We recently had a teenage girl bleed to death over two days of IV-site oozing. Sounds easy to fix, right? Pressure dressing, elevation, blah blah. You do all the normal interventions but a gauge tonitht hole in a Fkck can slowly and fully drain the life source Fuck me tonight in liberia of someone. Walking uFck a room that is covered in blood, finding a semi-conscious girl face down on a bed pooling with barely congealed blood is hard. I cleaned her up, and put her in a pair of still-tagged jeans. Tonignt half smiled and took some medicines. Nor her soft moans as her body was fading away. This morning, I carried a baby to the tent morgue. The baby tested positive for malaria. We are still waiting for Ebola tests to come back on the mother and baby.

The floppy, listless baby seemed to be turning a corner last night at He smiled and took medicine willingly. His mother, lying near him, was vomiting and too weak to care for him any more. We went back inside a second time at 4am and stayed a while. Baby drank and we tried to get him to learn how to drink from a bottle so he could fend for himself. It was a shock and a testament to how rapidly situations can change. On the trip in to get the baby, two more patients had expired. The high elation for our recovered patients is what it is because of the contrast of the deep sorrows of the many lows.
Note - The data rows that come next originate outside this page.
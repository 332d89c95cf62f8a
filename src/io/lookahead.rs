//! One spectrum of lookahead over any pull source.
//!
//! Leaves, archives and containers all satisfy the [`SpectraSource`](super::SpectraSource)
//! buffering contract by wrapping their own pulling logic in a [`Lookahead`].
use crate::spectrum::Spectrum;

use super::traits::SourceError;

/// The raw pulling half of a source, without any buffering
pub(crate) trait PullSpectra {
    fn pull(&mut self) -> Result<Option<Spectrum>, SourceError>;
}

#[derive(Debug)]
pub(crate) struct Lookahead<P: PullSpectra> {
    inner: P,
    next: Option<Spectrum>,
    current: Option<Spectrum>,
    deferred: Option<SourceError>,
    count_read: u64,
}

impl<P: PullSpectra> Lookahead<P> {
    /// Wrap `inner` without buffering anything yet
    pub(crate) fn new(inner: P) -> Self {
        Self {
            inner,
            next: None,
            current: None,
            deferred: None,
            count_read: 0,
        }
    }

    /// Wrap `inner` and buffer its first spectrum
    pub(crate) fn primed(inner: P) -> Result<Self, SourceError> {
        let mut this = Self::new(inner);
        this.prime()?;
        Ok(this)
    }

    fn prime(&mut self) -> Result<(), SourceError> {
        self.next = self.inner.pull()?;
        Ok(())
    }

    pub(crate) fn has_next(&self) -> bool {
        self.next.is_some() || self.deferred.is_some()
    }

    pub(crate) fn advance(&mut self) -> Result<Option<Spectrum>, SourceError> {
        let Some(spectrum) = self.next.take() else {
            return match self.deferred.take() {
                Some(err) => Err(err),
                None => Ok(None),
            };
        };
        match self.inner.pull() {
            Ok(next) => self.next = next,
            Err(err) => self.deferred = Some(err),
        }
        self.count_read += 1;
        self.current = Some(spectrum.clone());
        Ok(Some(spectrum))
    }

    pub(crate) fn current(&self) -> Option<&Spectrum> {
        self.current.as_ref()
    }

    pub(crate) fn count_read(&self) -> u64 {
        self.count_read
    }

    pub(crate) fn inner(&self) -> &P {
        &self.inner
    }

    pub(crate) fn inner_mut(&mut self) -> &mut P {
        &mut self.inner
    }

    /// Drop everything buffered and the counters, keeping the inner source
    pub(crate) fn clear(&mut self) {
        self.next = None;
        self.current = None;
        self.deferred = None;
        self.count_read = 0;
    }

    /// Swap in a freshly opened inner source and buffer its first spectrum
    pub(crate) fn reset(&mut self, inner: P) -> Result<(), SourceError> {
        self.clear();
        self.inner = inner;
        self.prime()
    }

    /// Buffer a spectrum if none is pending, after the inner source gained input
    pub(crate) fn refill(&mut self) -> Result<(), SourceError> {
        if self.next.is_none() && self.deferred.is_none() {
            self.next = self.inner.pull()?;
        }
        Ok(())
    }
}

#[cfg(test)]
mod test {
    use super::*;

    struct Counting {
        remaining: u64,
        fail_at: Option<u64>,
    }

    impl PullSpectra for Counting {
        fn pull(&mut self) -> Result<Option<Spectrum>, SourceError> {
            if self.fail_at == Some(self.remaining) {
                self.fail_at = None;
                return Err(SourceError::malformed(self.remaining, "boom"));
            }
            if self.remaining == 0 {
                return Ok(None);
            }
            self.remaining -= 1;
            Ok(Some(Spectrum {
                read_id: self.remaining,
                ..Default::default()
            }))
        }
    }

    #[test]
    fn test_buffering() -> Result<(), SourceError> {
        let mut buffer = Lookahead::primed(Counting {
            remaining: 2,
            fail_at: None,
        })?;
        assert!(buffer.has_next());
        assert!(buffer.current().is_none());
        assert_eq!(buffer.advance()?.unwrap().read_id, 1);
        assert_eq!(buffer.current().unwrap().read_id, 1);
        assert_eq!(buffer.advance()?.unwrap().read_id, 0);
        assert!(!buffer.has_next());
        assert!(buffer.advance()?.is_none());
        assert_eq!(buffer.count_read(), 2);
        Ok(())
    }

    #[test]
    fn test_deferred_error() -> Result<(), SourceError> {
        let mut buffer = Lookahead::primed(Counting {
            remaining: 3,
            fail_at: Some(2),
        })?;
        assert!(buffer.advance()?.is_some());
        assert!(buffer.has_next());
        assert!(matches!(
            buffer.advance(),
            Err(SourceError::MalformedRecord { .. })
        ));
        Ok(())
    }
}
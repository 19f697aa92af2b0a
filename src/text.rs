//! Text trimming helpers.
//!
//! [`truncate_sentences`] shortens model output (and the substitute day plan)
//! to a fixed number of sentences. A sentence boundary is a `.`, `!` or `?`
//! immediately followed by whitespace; the whitespace run is dropped and the
//! kept fragments are re-joined with a single space. Because the joined
//! output has exactly one boundary between fragments, truncating it again
//! with the same limit returns it unchanged.
//!
//! [`take_chars`] caps text by character count without splitting a
//! multi-byte character.

/// Split `text` (already trimmed) after every sentence terminator that is
/// followed by whitespace.
fn split_sentences(text: &str) -> Vec<&str> {
    let mut fragments = Vec::new();
    let mut start = 0;
    let mut chars = text.char_indices().peekable();

    while let Some((idx, ch)) = chars.next() {
        if !matches!(ch, '.' | '!' | '?') {
            continue;
        }
        let end = idx + ch.len_utf8();
        let mut next = end;
        while let Some(&(ws_idx, ws)) = chars.peek() {
            if !ws.is_whitespace() {
                break;
            }
            next = ws_idx + ws.len_utf8();
            chars.next();
        }
        if next > end {
            fragments.push(&text[start..end]);
            start = next;
        }
    }

    if start < text.len() {
        fragments.push(&text[start..]);
    }
    fragments
}

/// Keep at most `max_sentences` sentences of `text`.
pub fn truncate_sentences(text: &str, max_sentences: usize) -> String {
    let fragments = split_sentences(text.trim());
    fragments
        .into_iter()
        .take(max_sentences)
        .collect::<Vec<_>>()
        .join(" ")
        .trim()
        .to_string()
}

/// Return the first `max_chars` characters of `text`.
pub fn take_chars(text: &str, max_chars: usize) -> &str {
    match text.char_indices().nth(max_chars) {
        Some((idx, _)) => &text[..idx],
        None => text,
    }
}
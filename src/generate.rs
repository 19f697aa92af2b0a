//! Text generation backend.
//!
//! Defines the [`TextGenerator`] trait used by the answer gate and the
//! [`OllamaGenerator`] implementation that calls a local Ollama server.
//!
//! # Failure policy
//!
//! Every call is a single attempt bounded by the configured timeout. There
//! is no retry: a timeout, connection error, non-2xx status, or undecodable
//! body is returned as a [`GenerationError`] and the gate deflects.

use async_trait::async_trait;
use serde::Deserialize;
use std::time::Duration;
use thiserror::Error;

use crate::config::GenerationConfig;

#[derive(Debug, Error)]
pub enum GenerationError {
    #[error("generation timed out")]
    Timeout,

    #[error("generation backend returned {status}: {body}")]
    Status { status: u16, body: String },

    #[error("generation backend unreachable: {0}")]
    Transport(String),

    #[error("generation response could not be decoded: {0}")]
    Decode(String),
}

impl From<reqwest::Error> for GenerationError {
    fn from(err: reqwest::Error) -> Self {
        if err.is_timeout() {
            GenerationError::Timeout
        } else if err.is_decode() {
            GenerationError::Decode(err.to_string())
        } else {
            GenerationError::Transport(err.to_string())
        }
    }
}

/// A language model that turns a prompt into a completion.
#[async_trait]
pub trait TextGenerator: Send + Sync {
    async fn generate(&self, prompt: &str) -> Result<String, GenerationError>;
}

/// Calls `POST {base_url}/api/generate` on an Ollama server with
/// streaming disabled.
pub struct OllamaGenerator {
    client: reqwest::Client,
    endpoint: String,
    model: String,
}

#[derive(Deserialize)]
struct OllamaResponse {
    #[serde(default)]
    response: String,
}

impl OllamaGenerator {
    pub fn new(config: &GenerationConfig) -> anyhow::Result<Self> {
        let client = reqwest::Client::builder()
            .timeout(Duration::from_secs(config.timeout_secs))
            .build()?;

        Ok(Self {
            client,
            endpoint: format!("{}/api/generate", config.base_url.trim_end_matches('/')),
            model: config.model.clone(),
        })
    }

    pub fn endpoint(&self) -> &str {
        &self.endpoint
    }
}

#[async_trait]
impl TextGenerator for OllamaGenerator {
    async fn generate(&self, prompt: &str) -> Result<String, GenerationError> {
        let body = serde_json::json!({
            "model": self.model,
            "prompt": prompt,
            "stream": false,
        });

        let resp = self.client.post(&self.endpoint).json(&body).send().await?;

        let status = resp.status();
        if !status.is_success() {
            let body = resp.text().await.unwrap_or_default();
            return Err(GenerationError::Status {
                status: status.as_u16(),
                body,
            });
        }

        let text = resp.text().await?;
        let parsed: OllamaResponse =
            serde_json::from_str(&text).map_err(|e| GenerationError::Decode(e.to_string()))?;

        Ok(parsed.response.trim().to_string())
    }
}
Ebola is not slowing down yet. I am trying my hardest to encourage everyone to drink through the nausea and vomiting, to eat, and to try to have hope of recovery. Nursing wise, we are doing high-level care. But the focus is getting OK care to more people than good care to just a few. I have obviously had a hard few days and I am sorry for being graphic. But this is what it really is like being in Liberia during Ebola. Members of District 13 ambulance service are watched by neighbours as they disinfect a room in a Liberian town where they had picked up six suspected Ebola sufferers. Entering the centre, I must wash my hands in a 0. I balance on one foot as someone sprays the bottoms of my shoes with 0.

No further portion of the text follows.